Get to Know Our Fellows: Four Questions with Tracy Llanera


What is your academic background and what is your current position in UCHI/at UConn/Your Home Institution?

After completing my BA and MA in the Philippines, I moved to Sydney, Australia to do a Ph.D. in philosophy at Macquarie University in 2012. I wrote a thesis on the American pragmatist Richard Rorty and the idea of redemption in modernity. My degree was awarded in Apr 2016. At present, I am affiliated with Macquarie University and teach undergraduate and postgraduate courses at the Department of Philosophy and Department of Anthropology.

This Fall, I’ll be a residential fellow at the University of Connecticut Humanities Institute for the project Humility & Conviction in Public Life. After my fellowship at UCHI, I’ll be a visiting research fellow in philosophy at Keele University, United Kingdom in Winter 2018.

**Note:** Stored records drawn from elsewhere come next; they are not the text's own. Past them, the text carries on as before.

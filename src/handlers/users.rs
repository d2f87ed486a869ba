//! # User HTTP Handlers
//!
//! 사용자 생성 엔드포인트를 처리합니다.
//!
//! | 메서드 | 경로 | 설명 | 상태 코드 |
//! |--------|------|------|-----------|
//! | `POST` | `/api/v1/users` | 새 사용자 생성 | 201 Created |
//!
//! ## 처리 흐름
//!
//! ```text
//! 요청 ─▶ 검증 ──실패──▶ 400 {"error": "email: ..."}   (트랜잭션 없음)
//!          │
//!          ▼
//!      트랜잭션 시작 ─▶ 사용자 삽입 ──실패──▶ 롤백 ─▶ 저장소 에러 그대로
//!                          │
//!                          ▼
//!                        커밋 ─▶ 201 {"id": "<id>"}
//! ```
//!
//! 실패는 모두 해당 요청에서 종료되며 재시도하지 않습니다.

use std::sync::Arc;
use actix_web::{error::JsonPayloadError, web, HttpRequest, HttpResponse, post};
use validator::Validate;
use crate::db::transaction::{transaction, TransactionManager};
use crate::domain::dto::users::request::CreateUserRequest;
use crate::domain::dto::users::response::CreateUserResponse;
use crate::domain::entities::users::user::User;
use crate::errors::errors::{AppError, AppResult};
use crate::services::users::user_service::UserService;
use crate::utils::validation::format_validation_errors;

/// 사용자 생성 요청을 검증하고 트랜잭션 안에서 저장하는 핸들러
///
/// 저장소와 서비스는 트레이트 객체로 주입되므로 테스트에서 대역으로 바꿀 수 있습니다.
pub struct CreateUserHandler {
    db: Arc<dyn TransactionManager>,
    user_service: Arc<dyn UserService>,
}

impl CreateUserHandler {
    pub fn new(db: Arc<dyn TransactionManager>, user_service: Arc<dyn UserService>) -> Self {
        Self { db, user_service }
    }

    /// 검증 → 저장 → 응답 변환
    pub async fn execute(&self, request: CreateUserRequest) -> AppResult<CreateUserResponse> {
        self.validate(&request)?;

        let service = Arc::clone(&self.user_service);
        let user = User::new(request.email);

        let created_user = transaction(self.db.as_ref(), move |tx| {
            Box::pin(async move { service.create_user(tx, user).await })
        })
        .await?;

        CreateUserResponse::try_from(created_user)
    }

    /// 필드 규칙을 검사합니다. 부수 효과가 없습니다.
    pub fn validate(&self, request: &CreateUserRequest) -> AppResult<()> {
        request
            .validate()
            .map_err(|e| AppError::ValidationError(format_validation_errors(&e)))
    }
}

/// 요청 본문 추출 설정
///
/// 본문을 JSON으로 읽지 못하면 actix 기본 텍스트 응답 대신
/// `{"error": ...}` 형태의 400 응답을 반환합니다.
pub fn json_config() -> web::JsonConfig {
    web::JsonConfig::default().error_handler(reject_payload)
}

fn reject_payload(error: JsonPayloadError, _req: &HttpRequest) -> actix_web::Error {
    log::debug!("요청 본문 파싱 실패: {}", error);
    AppError::ValidationError(error.to_string()).into()
}

#[post("")]
pub async fn create_user(
    handler: web::Data<CreateUserHandler>,
    payload: web::Json<CreateUserRequest>,
) -> Result<HttpResponse, AppError> {
    let response = handler.execute(payload.into_inner()).await.inspect_err(|e| {
        if e.is_persistence() {
            log::warn!("사용자 생성 실패: {}", e);
        } else {
            log::debug!("사용자 생성 요청 거부: {}", e);
        }
    })?;

    Ok(HttpResponse::Created().json(response))
}

#[cfg(test)]
mod tests {
    use super::*;
    use actix_web::{http::StatusCode, test, App};
    use rstest::rstest;
    use crate::services::users::user_service::UserServiceImpl;
    use crate::test_support::{FakeTransactionManager, InsertOutcome};

    fn handler_with(manager: &FakeTransactionManager) -> CreateUserHandler {
        CreateUserHandler::new(Arc::new(manager.clone()), Arc::new(UserServiceImpl::new()))
    }

    fn users_scope() -> actix_web::Scope {
        web::scope("/api/v1/users")
            .app_data(json_config())
            .service(create_user)
    }

    #[actix_web::test]
    async fn test_execute_success() {
        let manager = FakeTransactionManager::new(InsertOutcome::AssignId(1));

        let response = handler_with(&manager)
            .execute(CreateUserRequest::new("user@example.com"))
            .await;

        assert_eq!(response, Ok(CreateUserResponse { id: "1".to_string() }));
        let journal = manager.journal();
        assert_eq!(journal.inserted, vec![User::new("user@example.com")]);
        assert_eq!(journal.committed, 1);
        assert_eq!(journal.rolled_back, 0);
    }

    #[rstest]
    #[case::invalid_format("invalid value", "email: must be in a valid format.")]
    #[case::blank("", "email: cannot be blank.")]
    #[case::too_long(
        format!("{}@example.com", "a".repeat(309)),
        "email: the length must be between 1 and 320."
    )]
    #[actix_web::test]
    async fn test_execute_validation_error_skips_storage(
        #[case] email: String,
        #[case] expected: &str,
    ) {
        let manager = FakeTransactionManager::new(InsertOutcome::AssignId(1));

        let response = handler_with(&manager)
            .execute(CreateUserRequest::new(email))
            .await;

        assert_eq!(response, Err(AppError::ValidationError(expected.to_string())));
        let journal = manager.journal();
        assert_eq!(journal.begun, 0);
        assert!(journal.inserted.is_empty());
    }

    #[actix_web::test]
    async fn test_execute_storage_error_is_returned_unchanged() {
        let manager = FakeTransactionManager::new(InsertOutcome::Fail("err".to_string()));

        let response = handler_with(&manager)
            .execute(CreateUserRequest::new("user@example.com"))
            .await;

        assert_eq!(response, Err(AppError::DatabaseError("err".to_string())));
        assert_eq!(response.unwrap_err().to_string(), "err");
        let journal = manager.journal();
        assert_eq!(journal.committed, 0);
        assert_eq!(journal.rolled_back, 1);
    }

    #[actix_web::test]
    async fn test_validate_has_no_side_effects() {
        let manager = FakeTransactionManager::new(InsertOutcome::AssignId(1));
        let handler = handler_with(&manager);

        assert_eq!(handler.validate(&CreateUserRequest::new("user@example.com")), Ok(()));
        assert_eq!(
            handler.validate(&CreateUserRequest::default()),
            Err(AppError::ValidationError("email: cannot be blank.".to_string()))
        );
        assert_eq!(manager.journal().begun, 0);
    }

    #[actix_web::test]
    async fn test_post_users_route() {
        let manager = FakeTransactionManager::new(InsertOutcome::AssignId(42));
        let app = test::init_service(
            App::new()
                .app_data(web::Data::new(handler_with(&manager)))
                .service(users_scope()),
        )
        .await;

        let request = test::TestRequest::post()
            .uri("/api/v1/users")
            .set_json(serde_json::json!({ "email": "user@example.com" }))
            .to_request();
        let response = test::call_service(&app, request).await;

        assert_eq!(response.status(), StatusCode::CREATED);
        let body: serde_json::Value = test::read_body_json(response).await;
        assert_eq!(body, serde_json::json!({ "id": "42" }));
    }

    #[actix_web::test]
    async fn test_post_users_route_validation_error() {
        let manager = FakeTransactionManager::new(InsertOutcome::AssignId(1));
        let app = test::init_service(
            App::new()
                .app_data(web::Data::new(handler_with(&manager)))
                .service(users_scope()),
        )
        .await;

        let request = test::TestRequest::post()
            .uri("/api/v1/users")
            .set_json(serde_json::json!({}))
            .to_request();
        let response = test::call_service(&app, request).await;

        assert_eq!(response.status(), StatusCode::BAD_REQUEST);
        let body: serde_json::Value = test::read_body_json(response).await;
        assert_eq!(body, serde_json::json!({ "error": "email: cannot be blank." }));
        assert_eq!(manager.journal().begun, 0);
    }

    #[actix_web::test]
    async fn test_post_users_route_conflict() {
        let manager = FakeTransactionManager::new(InsertOutcome::Conflict("duplicate email".to_string()));
        let app = test::init_service(
            App::new()
                .app_data(web::Data::new(handler_with(&manager)))
                .service(users_scope()),
        )
        .await;

        let request = test::TestRequest::post()
            .uri("/api/v1/users")
            .set_json(serde_json::json!({ "email": "user@example.com" }))
            .to_request();
        let response = test::call_service(&app, request).await;

        assert_eq!(response.status(), StatusCode::CONFLICT);
        let body: serde_json::Value = test::read_body_json(response).await;
        assert_eq!(body, serde_json::json!({ "error": "duplicate email" }));
    }

    #[rstest]
    #[case::null_email(String::from(r#"{"email": null}"#), Some("email: cannot be blank."))]
    #[case::multibyte_over_limit(
        format!(r#"{{"email": "{}"}}"#, "가".repeat(321)),
        Some("email: the length must be between 1 and 320.")
    )]
    #[case::garbage(String::from("not json"), None)]
    #[case::wrong_type(String::from(r#"{"email": 5}"#), None)]
    #[actix_web::test]
    async fn test_post_users_route_rejects_bad_body(
        #[case] body: String,
        #[case] expected: Option<&str>,
    ) {
        let manager = FakeTransactionManager::new(InsertOutcome::AssignId(1));
        let app = test::init_service(
            App::new()
                .app_data(web::Data::new(handler_with(&manager)))
                .service(users_scope()),
        )
        .await;

        let request = test::TestRequest::post()
            .uri("/api/v1/users")
            .insert_header(("content-type", "application/json"))
            .set_payload(body)
            .to_request();
        let response = test::call_service(&app, request).await;

        assert_eq!(response.status(), StatusCode::BAD_REQUEST);
        let body: serde_json::Value = test::read_body_json(response).await;
        match expected {
            Some(message) => assert_eq!(body["error"], message),
            None => assert!(body["error"].is_string()),
        }
        assert_eq!(manager.journal().begun, 0);
    }
}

What is the project you’re currently working on?

I’ll be working on a project entitled “Combating Egotism: Intellectual Humility as Self-Enlargement” at UCONN. I aim to develop the concepts of egotism and self-enlargement as ways of understanding what the virtue of intellectual humility might mean in the healthy functioning of a modern liberal democracy. In particular, I’d like to fashion the idea of self-enlargement in a manner that is indebted to the pluralist conception of intellectual humility. This is an exciting turn for me since it serves as my first attempt to take my research toward the direction of virtue theory. If successful, I’d like to next work on exploring the relationship between the concept of irony and the virtue of intellectual humility.


As a separate project, I’m also working on a book entitled Outgrowing Modern Nihilism. In this work, I challenge the orthodox view that human culture should overcome the malaise of nihilism. In contrast, I argue that it should instead outgrow the problem. It’s going to be tough to defend this argument — good thing I don’t have a deadline!

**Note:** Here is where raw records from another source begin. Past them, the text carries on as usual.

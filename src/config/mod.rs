//! # Configuration Module
//!
//! 서비스 설정 관리를 담당하는 모듈입니다.
//! 환경 변수 기반의 설정값들을 중앙집중식으로 관리합니다.
//!
//! - [`data_config`] - 데이터베이스, 서버, 환경, Rate Limiting, CORS 설정
//!
//! 환경 변수는 `main`에서 `PROFILE`에 맞는 `.env` 파일을 로드한 뒤 읽습니다.
//!
//! ```bash
//! # 서버 설정
//! export HOST="0.0.0.0"
//! export PORT="8080"
//! export SERVER_WORKERS="4"
//! export SHUTDOWN_TIMEOUT_SECS="1"
//!
//! # MongoDB (트랜잭션을 위해 레플리카 셋 필요)
//! export MONGODB_URI="mongodb://localhost:27017/?replicaSet=rs0"
//! export DATABASE_NAME="user_signup"
//!
//! # Rate Limiting
//! export RATE_LIMIT_PER_SECOND="100"
//! export RATE_LIMIT_BURST_SIZE="200"
//! ```

pub mod data_config;

pub use data_config::*;
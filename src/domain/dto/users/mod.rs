//! 사용자 관련 요청/응답 DTO

pub mod request;
pub mod response;

pub use request::*;
pub use response::*;
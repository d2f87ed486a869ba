//! # 사용자 리포지토리 구현
//!
//! 사용자 엔티티를 MongoDB `users` 컬렉션에 기록합니다.
//! 사용자 삽입은 호출자가 넘겨준 [`ClientSession`] 위에서 실행되므로
//! 호출자의 트랜잭션에 포함됩니다.
//!
//! ## 식별자 발급
//!
//! MongoDB에는 자동 증가 정수 키가 없으므로 `counters` 컬렉션의
//! `{ _id: "users", seq }` 문서를 `$inc`로 증가시켜 id를 발급합니다.
//! 카운터 갱신은 세션 밖에서 단일 원자 연산으로 실행됩니다. 모든 요청이
//! 같은 카운터 문서를 쓰므로 트랜잭션 안에 두면 동시 요청끼리 `WriteConflict`가 납니다.
//! 삽입이 실패해 롤백되어도 발급된 번호는 돌아오지 않으며, id에 빈 번호가 생길 수 있습니다.
//!
//! ## 인덱스
//!
//! - `email_unique`: 이메일 유니크 인덱스. 중복 삽입은 [`AppError::ConflictError`]가 됩니다.

use mongodb::{
    bson::{doc, Document},
    error::{Error as MongoError, ErrorKind, WriteFailure},
    options::{IndexOptions, ReturnDocument},
    ClientSession, Collection, IndexModel,
};
use serde::{Deserialize, Serialize};
use crate::domain::entities::users::user::User;
use crate::errors::errors::{AppError, AppResult};

const USERS_COLLECTION: &str = "users";
const COUNTERS_COLLECTION: &str = "counters";
const USER_SEQUENCE: &str = "users";

/// MongoDB 중복 키 에러 코드
const DUPLICATE_KEY_CODE: i32 = 11000;

/// `users` 컬렉션의 저장 형태
///
/// BSON에는 부호 없는 64비트 정수가 없으므로 `_id`는 `i64`로 저장합니다.
#[derive(Debug, Clone, PartialEq, Serialize, Deserialize)]
pub struct UserDocument {
    #[serde(rename = "_id")]
    pub id: i64,
    pub email: String,
}

impl UserDocument {
    pub fn from_user(user: &User, id: u64) -> AppResult<Self> {
        let id = i64::try_from(id)
            .map_err(|_| AppError::DatabaseError(format!("사용자 id 범위 초과: {}", id)))?;

        Ok(Self {
            id,
            email: user.email.clone(),
        })
    }

    pub fn into_user(self) -> AppResult<User> {
        let id = u64::try_from(self.id)
            .map_err(|_| AppError::DatabaseError(format!("음수 사용자 id: {}", self.id)))?;

        Ok(User::new(self.email).with_id(id))
    }
}

/// 사용자 데이터 액세스 리포지토리
#[derive(Clone)]
pub struct UserRepository {
    database: mongodb::Database,
}

impl UserRepository {
    pub fn new(database: mongodb::Database) -> Self {
        Self { database }
    }

    fn collection(&self) -> Collection<UserDocument> {
        self.database.collection::<UserDocument>(USERS_COLLECTION)
    }

    fn counters(&self) -> Collection<Document> {
        self.database.collection::<Document>(COUNTERS_COLLECTION)
    }

    /// 다음 사용자 id를 발급합니다. 첫 번째 id는 1입니다.
    pub async fn next_id(&self) -> AppResult<u64> {
        let counter = self
            .counters()
            .find_one_and_update(
                doc! { "_id": USER_SEQUENCE },
                doc! { "$inc": { "seq": 1_i64 } },
            )
            .upsert(true)
            .return_document(ReturnDocument::After)
            .await
            .map_err(map_write_error)?
            .ok_or_else(|| AppError::DatabaseError("사용자 id 카운터를 읽을 수 없습니다".to_string()))?;

        let seq = counter
            .get_i64("seq")
            .map_err(|e| AppError::DatabaseError(e.to_string()))?;

        u64::try_from(seq)
            .map_err(|_| AppError::DatabaseError(format!("잘못된 사용자 id 카운터 값: {}", seq)))
    }

    /// 세션의 트랜잭션 안에서 사용자를 삽입합니다.
    pub async fn insert(&self, session: &mut ClientSession, user: User) -> AppResult<User> {
        let id = self.next_id().await?;
        let document = UserDocument::from_user(&user, id)?;

        self.collection()
            .insert_one(&document)
            .session(&mut *session)
            .await
            .map_err(map_write_error)?;

        log::debug!("사용자 삽입: id={}", id);

        document.into_user()
    }

    pub async fn create_indexes(&self) -> AppResult<()> {
        let email_index = IndexModel::builder()
            .keys(doc! { "email": 1 })
            .options(IndexOptions::builder()
                .unique(true)
                .name("email_unique".to_string())
                .build())
            .build();

        self.collection()
            .create_index(email_index)
            .await
            .map_err(|e| AppError::DatabaseError(e.to_string()))?;

        Ok(())
    }
}

/// 쓰기 에러를 변환합니다. 중복 키는 `ConflictError`, 그 외는 `DatabaseError`.
/// 메시지는 드라이버가 보고한 그대로 유지합니다.
fn map_write_error(error: MongoError) -> AppError {
    if is_duplicate_key(&error) {
        AppError::ConflictError(error.to_string())
    } else {
        AppError::DatabaseError(error.to_string())
    }
}

fn is_duplicate_key(error: &MongoError) -> bool {
    match error.kind.as_ref() {
        ErrorKind::Write(WriteFailure::WriteError(write_error)) => {
            write_error.code == DUPLICATE_KEY_CODE
        }
        ErrorKind::Command(command_error) => command_error.code == DUPLICATE_KEY_CODE,
        _ => false,
    }
}

#[cfg(test)]
mod tests {
    use super::*;

    #[test]
    fn test_document_round_trip_keeps_id() {
        let user = User::new("user@example.com");
        let document = UserDocument::from_user(&user, 9).unwrap();

        assert_eq!(document.id, 9);
        assert_eq!(document.into_user().unwrap(), user.with_id(9));
    }

    #[test]
    fn test_document_rejects_out_of_range_id() {
        let user = User::new("user@example.com");

        assert!(matches!(
            UserDocument::from_user(&user, u64::MAX),
            Err(AppError::DatabaseError(_))
        ));
    }

    #[test]
    fn test_negative_stored_id_is_rejected() {
        let document = UserDocument { id: -1, email: "user@example.com".to_string() };

        assert!(matches!(document.into_user(), Err(AppError::DatabaseError(_))));
    }

    #[test]
    fn test_document_bson_shape() {
        let document = UserDocument { id: 3, email: "user@example.com".to_string() };
        let bson = mongodb::bson::to_document(&document).unwrap();

        assert_eq!(bson, doc! { "_id": 3_i64, "email": "user@example.com" });
    }
}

How did you arrive at this topic?

Egotism and self-enlargement are important concepts in my Ph.D. thesis, a thesis that generally belongs in the area of philosophy of religion and the philosophical problems of modernity. Applying for the fellowship made me realize that these concepts could be potentially useful in social and political philosophy as well, especially if read through the lens of intellectual humility. I’m really glad that I could explore this new phase of my research at UCONN, where there are so many philosophical experts on virtue theory.


In terms of nihilism, well, I like the irony behind the fact that there is so much to talk about nothing!


What impact might your work have on a larger public understanding of your topic?

I’ve set three practical goals for the fellowship project. First, I hope to articulate a philosophically workable concept of egotism. While egotism is Richard Rorty’s trope, the concept has room for stronger analysis from a conceptual and historical perspective. Egotism is already familiar and adaptable to different disciplines (philosophy, psychology, psychoanalysis). It has family resemblances to socially recognizable traits and conditions (e.g., narcissism, egocentrism, megalomania) which interest audiences both in the academia and the general public. The conceptualization of egotism I offer retains its fundamental link to the metaphysical frameworks of religion and science, which the language of philosophy (especially Rorty’s) can effectively articulate. Second, I try to explore how egotism could be overcome. My project recommends cultivating a deep commitment to self-enlargement in a liberal democracy, which in my view challenges deep-seated and implicit biases about what it means to pursue projects of self-authenticity and good citizenship in a liberal democracy. Third, this fellowship project develops some of my work for public engagement on egotism. In terms of engaging a broader audience, my essay “Seeking Shelter in a Terrifying Father Figure” published in The Indypendent profiles two political egotists: United States President Donald Trump and Philippine President Rodrigo Duterte. In the future, I hope to write more incisive pieces for better public understanding of egotism as a result of my research at UCHI.